ネタバレ感想 : 未読の方はお戻り下さい
黄金の羊毛亭 > シリーズ感想リスト作家別索引 > ビーフ巡査部長 > 三人の名探偵のための事件

三人の名探偵のための事件/L.ブルース

Case for Three Detectives/L.Bruce

1936年発表 小林 晋訳(新樹社)

 この作品では動機らしきものが複数存在することが示唆されているので、動機から犯人を指摘することは困難になっています。三人の名探偵による“解決”も、密室トリックの解明を足がかりに犯人を絞り込むという流れになっています。ビーフ巡査部長も含めて、それぞれの解明した密室トリックについて感想を書いておきます。

ロード・サイモン・プリムソルの解決
 ロープを使った脱出ですが、よじ登って上に逃げるのではなく、振り子のように使うことで横に逃げるという点がユニークです。ロープを片付ける共犯者が必要なところがやや美しくありませんが、なかなかよくできたトリックだと思います。

ムッシュー・アメ・ピコンの解決
 犯行時刻を後に見せかける時間差トリックですが、その手段が悲鳴だけというのはやや物足りなく感じられます。

スミス師の解決
 ロード・サイモンの解決のバリエーションですが、2本のロープによる×印が象徴的とはいえ、犯人やロープが発見されるおそれが強く、これを実行するのは無謀でしょう。

ビーフ巡査部長の解決
 被害者たちの悪戯を利用した、犯行時刻を前に見せかける時間差トリックです。
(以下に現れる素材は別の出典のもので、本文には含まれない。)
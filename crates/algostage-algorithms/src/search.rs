//! Animated search routines.
//!
//! Each probe emits a `Check` step before the candidate is tested, so the
//! highlight lands on the element while it is being examined. A successful
//! probe additionally emits `Found` and returns without pacing again; the
//! run ends on that frame.

use algostage_trace::{Cancelled, StepAction, StepContext, TerminalResult, Value};

/// Scan the dataset front to back. First match wins.
pub(crate) async fn linear_search(
    ctx: &mut StepContext<'_>,
    target: Value,
) -> Result<TerminalResult, Cancelled> {
    for i in 0..ctx.len() {
        ctx.emit(StepAction::Check, &[i]).await?;
        ctx.pace().await?;
        if ctx.data()[i] == target {
            ctx.emit(StepAction::Found, &[i]).await?;
            return Ok(TerminalResult::Found { index: i });
        }
    }
    Ok(TerminalResult::NotFound)
}

/// Halve an ascending dataset until the target is pinned or the bounds
/// cross.
///
/// Each probe emits `Check [mid, left, right]`; the three entries collapse
/// onto one another as the window shrinks. Callers guarantee ascending
/// input, the controller enforces it on assignment.
pub(crate) async fn binary_search(
    ctx: &mut StepContext<'_>,
    target: Value,
) -> Result<TerminalResult, Cancelled> {
    if ctx.is_empty() {
        return Ok(TerminalResult::NotFound);
    }

    let mut left = 0usize;
    let mut right = ctx.len() - 1;
    while left <= right {
        let mid = left + (right - left) / 2;
        ctx.emit(StepAction::Check, &[mid, left, right]).await?;
        ctx.pace().await?;

        let probe = ctx.data()[mid];
        if probe == target {
            ctx.emit(StepAction::Found, &[mid]).await?;
            return Ok(TerminalResult::Found { index: mid });
        }
        if probe < target {
            left = mid + 1;
        } else if mid == 0 {
            // Target is smaller than the first element.
            break;
        } else {
            right = mid - 1;
        }
    }
    Ok(TerminalResult::NotFound)
}
use serde::{Deserialize, Serialize};
use serde_json::json;

use crate::error::{JobGraphError, Result};
use crate::graph::GraphTxn;

/// Property keys of a job node in the dependency graph.
pub(crate) const STATE_KEY: &str = "state";
pub(crate) const ORDER_KEY: &str = "order";
pub(crate) const UPDATABLE_KEY: &str = "updatable";

/// Label of the dependency edge, pointing from a job to one of its
/// prerequisites. Dependents are found by walking the same edges backwards,
/// so the two directions can never disagree.
pub(crate) const INPUT_EDGE: &str = "input";

/// Lifecycle of a job node in the dependency graph. A node with no stored
/// state has never been through a submission attempt.
#[derive(Debug, Clone, Copy, PartialEq, Eq, Serialize, Deserialize)]
pub enum JobState {
    Waiting,
    Submitted,
    Processing,
    Done,
    Failed,
    Cancelled,
    NeedsUpdate,
}

impl std::fmt::Display for JobState {
    fn fmt(&self, f: &mut std::fmt::Formatter<'_>) -> std::fmt::Result {
        let s = match self {
            JobState::Waiting => "WAITING",
            JobState::Submitted => "SUBMITTED",
            JobState::Processing => "PROCESSING",
            JobState::Done => "DONE",
            JobState::Failed => "FAILED",
            JobState::Cancelled => "CANCELLED",
            JobState::NeedsUpdate => "NEEDS_UPDATE",
        };
        write!(f, "{s}")
    }
}

impl std::str::FromStr for JobState {
    type Err = JobGraphError;

    fn from_str(s: &str) -> Result<Self> {
        match s {
            "WAITING" => Ok(JobState::Waiting),
            "SUBMITTED" => Ok(JobState::Submitted),
            "PROCESSING" => Ok(JobState::Processing),
            "DONE" => Ok(JobState::Done),
            "FAILED" => Ok(JobState::Failed),
            "CANCELLED" => Ok(JobState::Cancelled),
            "NEEDS_UPDATE" => Ok(JobState::NeedsUpdate),
            other => Err(JobGraphError::Internal(format!(
                "Unknown job state stored in graph: {other}"
            ))),
        }
    }
}

/// Read a node's state; `None` means the node was never submitted.
pub(crate) fn node_state(txn: &dyn GraphTxn, id: &str) -> Result<Option<JobState>> {
    match txn.prop(id, STATE_KEY)? {
        Some(value) => match value.as_str() {
            Some(s) => Ok(Some(s.parse()?)),
            None => Err(JobGraphError::Internal(format!(
                "Non-string state on node {id}: {value}"
            ))),
        },
        None => Ok(None),
    }
}

pub(crate) fn set_node_state(txn: &mut dyn GraphTxn, id: &str, state: JobState) -> Result<()> {
    txn.put_prop(id, STATE_KEY, json!(state.to_string()))?;
    Ok(())
}

pub(crate) fn node_order(txn: &dyn GraphTxn, id: &str) -> Result<u64> {
    Ok(txn
        .prop(id, ORDER_KEY)?
        .and_then(|v| v.as_u64())
        .unwrap_or(0))
}

pub(crate) fn set_node_order(txn: &mut dyn GraphTxn, id: &str, order: u64) -> Result<()> {
    txn.put_prop(id, ORDER_KEY, json!(order))?;
    Ok(())
}

pub(crate) fn node_updatable(txn: &dyn GraphTxn, id: &str) -> Result<bool> {
    Ok(txn
        .prop(id, UPDATABLE_KEY)?
        .and_then(|v| v.as_bool())
        .unwrap_or(false))
}

pub(crate) fn set_node_updatable(txn: &mut dyn GraphTxn, id: &str, updatable: bool) -> Result<()> {
    txn.put_prop(id, UPDATABLE_KEY, json!(updatable))?;
    Ok(())
}

/// Prerequisites of `id`.
pub(crate) fn input_jobs(txn: &dyn GraphTxn, id: &str) -> Result<Vec<String>> {
    Ok(txn.out_neighbors(id, INPUT_EDGE)?)
}

/// Jobs depending on `id`.
pub(crate) fn dependent_jobs(txn: &dyn GraphTxn, id: &str) -> Result<Vec<String>> {
    Ok(txn.in_neighbors(id, INPUT_EDGE)?)
}

#[cfg(test)]
mod tests {
    use super::*;
    use crate::graph::{GraphStore, MemoryGraph};

    #[test]
    fn state_round_trips_through_properties() {
        let graph = MemoryGraph::new();
        let mut txn = graph.begin();
        txn.create_node("a").unwrap();

        assert_eq!(node_state(&*txn, "a").unwrap(), None);
        set_node_state(&mut *txn, "a", JobState::NeedsUpdate).unwrap();
        assert_eq!(
            node_state(&*txn, "a").unwrap(),
            Some(JobState::NeedsUpdate)
        );
    }

    #[test]
    fn display_and_parse_agree() {
        for state in [
            JobState::Waiting,
            JobState::Submitted,
            JobState::Processing,
            JobState::Done,
            JobState::Failed,
            JobState::Cancelled,
            JobState::NeedsUpdate,
        ] {
            assert_eq!(state.to_string().parse::<JobState>().unwrap(), state);
        }
    }

    #[test]
    fn edges_expose_inputs_and_dependents_consistently() {
        let graph = MemoryGraph::new();
        let mut txn = graph.begin();
        txn.create_node("a").unwrap();
        txn.create_node("b").unwrap();
        txn.add_edge("b", "a", INPUT_EDGE).unwrap();

        assert_eq!(input_jobs(&*txn, "b").unwrap(), vec!["a"]);
        assert_eq!(dependent_jobs(&*txn, "a").unwrap(), vec!["b"]);
    }
}
//! Message transport between producers, boards, and workers.
//!
//! The scheduling core only needs a narrow contract: addressable ordered
//! delivery, request/reply with a timeout, and topic broadcast. [`Bus`]
//! captures that contract; [`LocalBus`] is the in-process implementation
//! used by the binary and the test suite. A deployment that spans processes
//! supplies its own `Bus`.

pub mod local;

use std::time::Duration;

use async_trait::async_trait;
use serde::{Deserialize, Serialize};
use thiserror::Error;
use tokio::sync::{mpsc, oneshot};

use crate::board::ItemState;
use crate::job::JobRecord;
use crate::worker::ProgressState;

pub use local::LocalBus;

/// Message kinds exchanged between the scheduling components. Payloads are
/// opaque to the transport.
#[derive(Debug, Clone, Serialize, Deserialize)]
pub enum Protocol {
    // worker -> board
    Register {
        worker_addr: String,
        worker_type: Option<String>,
    },
    Unregister {
        worker_addr: String,
    },
    SetProgress {
        record: JobRecord,
        progress: ProgressState,
    },
    PartlyDone {
        worker_addr: String,
        record: JobRecord,
    },
    Done {
        worker_addr: String,
        record: JobRecord,
    },
    Fail {
        worker_addr: String,
        record: JobRecord,
    },

    // producer -> board
    AddJob {
        record: JobRecord,
        completion_addr: Option<String>,
        failure_addr: Option<String>,
        retry_limit: u32,
    },
    RemoveJob {
        job_id: String,
    },
    GetProgress {
        job_id: String,
    },

    // board -> worker
    Offer {
        jobs: Vec<JobRecord>,
    },
    PickAck {
        job_id: String,
        proceed: bool,
    },

    // worker -> board (reply to Offer)
    Pick {
        job: Option<JobRecord>,
    },

    // board -> producer
    Completion {
        record: JobRecord,
    },
    Failure {
        record: JobRecord,
    },

    // replies
    Ack,
    Progress {
        record: JobRecord,
        state: ItemState,
        progress: Option<ProgressState>,
    },

    // monitor -> listeners
    ProgressUpdate {
        state: ProgressState,
    },
}

/// Application-level refusal of a request, carried back to the requester
/// with a code and a human-readable reason.
#[derive(Debug, Clone, Serialize, Deserialize)]
pub struct Rejection {
    pub code: i32,
    pub reason: String,
}

impl Rejection {
    pub fn new(code: i32, reason: impl Into<String>) -> Self {
        Self {
            code,
            reason: reason.into(),
        }
    }
}

impl std::fmt::Display for Rejection {
    fn fmt(&self, f: &mut std::fmt::Formatter<'_>) -> std::fmt::Result {
        write!(f, "[{}] {}", self.code, self.reason)
    }
}

impl std::error::Error for Rejection {}

#[derive(Error, Debug)]
pub enum TransportError {
    #[error("No endpoint registered at {0}")]
    Unreachable(String),

    #[error("Endpoint {0} closed its mailbox")]
    Closed(String),

    #[error("Request timed out")]
    Timeout,

    #[error("Request dropped without a reply")]
    NoReply,

    #[error("Request rejected: {0}")]
    Rejected(Rejection),
}

type ReplyTx = oneshot::Sender<std::result::Result<Protocol, Rejection>>;

/// One inbound message plus, for requests, the channel to answer on.
#[derive(Debug)]
pub struct Delivery {
    pub msg: Protocol,
    reply: Option<ReplyTx>,
}

impl Delivery {
    pub fn new(msg: Protocol, reply: Option<ReplyTx>) -> Self {
        Self { msg, reply }
    }

    /// Whether the sender is waiting on a reply.
    pub fn expects_reply(&self) -> bool {
        self.reply.is_some()
    }

    /// Take the message apart from its reply channel.
    pub fn split(self) -> (Protocol, Replier) {
        (self.msg, Replier(self.reply))
    }

    /// Answer the request. A reply to a plain send is silently dropped, as
    /// is a reply whose requester has already given up.
    pub fn reply(&mut self, msg: Protocol) {
        if let Some(tx) = self.reply.take() {
            let _ = tx.send(Ok(msg));
        }
    }

    /// Refuse the request with a code and reason.
    pub fn fail(&mut self, code: i32, reason: impl Into<String>) {
        if let Some(tx) = self.reply.take() {
            let _ = tx.send(Err(Rejection::new(code, reason)));
        }
    }
}

/// Reply half of a [`Delivery`].
#[derive(Debug)]
pub struct Replier(Option<ReplyTx>);

impl Replier {
    pub fn expects_reply(&self) -> bool {
        self.0.is_some()
    }

    pub fn reply(mut self, msg: Protocol) {
        if let Some(tx) = self.0.take() {
            let _ = tx.send(Ok(msg));
        }
    }

    pub fn fail(mut self, code: i32, reason: impl Into<String>) {
        if let Some(tx) = self.0.take() {
            let _ = tx.send(Err(Rejection::new(code, reason)));
        }
    }
}

/// Addressable, ordered, at-least-once message transport with request/reply
/// and topic broadcast.
#[async_trait]
pub trait Bus: Send + Sync + 'static {
    /// Deliver `msg` to `addr`, fire-and-forget.
    async fn send(&self, addr: &str, msg: Protocol) -> Result<(), TransportError>;

    /// Deliver `msg` to `addr` and await its reply for at most `timeout`.
    async fn request(
        &self,
        addr: &str,
        msg: Protocol,
        timeout: Duration,
    ) -> Result<Protocol, TransportError>;

    /// Broadcast `msg` to every current subscriber of `topic`.
    async fn publish(&self, topic: &str, msg: Protocol) -> Result<(), TransportError>;

    /// Claim `addr` and return its mailbox. A later registration of the same
    /// address replaces the earlier one.
    fn register(&self, addr: &str, capacity: usize) -> mpsc::Receiver<Delivery>;

    /// Release `addr`; subsequent sends to it fail as unreachable.
    fn unregister(&self, addr: &str);

    /// Listen to a broadcast topic.
    fn subscribe(&self, topic: &str, capacity: usize) -> mpsc::Receiver<Protocol>;
}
悪戯に使われた偽の血痕(=赤インク)にはトリックが露見する危険性が含まれていますが、真犯人のウィリアムズは悪戯の首謀者であるサーストン医師に罪をかぶせるつもりだったのでこの点を問題にしなかったようです。逆に言えば、医師であるサーストンが真犯人だったとすればあまりにもお粗末なトリックだったわけで、最後のどんでん返しは妥当だと考えられます。

 上述のようにサーストン医師を犯人とするのは無理があるので、どんでん返しを用意したこと自体は妥当だと思いますが、そのためにみすみすサーストン医師を死なせてしまっているのは不満です。ビーフはすでに十分な証拠を入手しているはずですからウィリアムズとサーストン医師を二人きりにすることに何もメリットはありませんし、何よりその危険性に気づかないのは不自然です。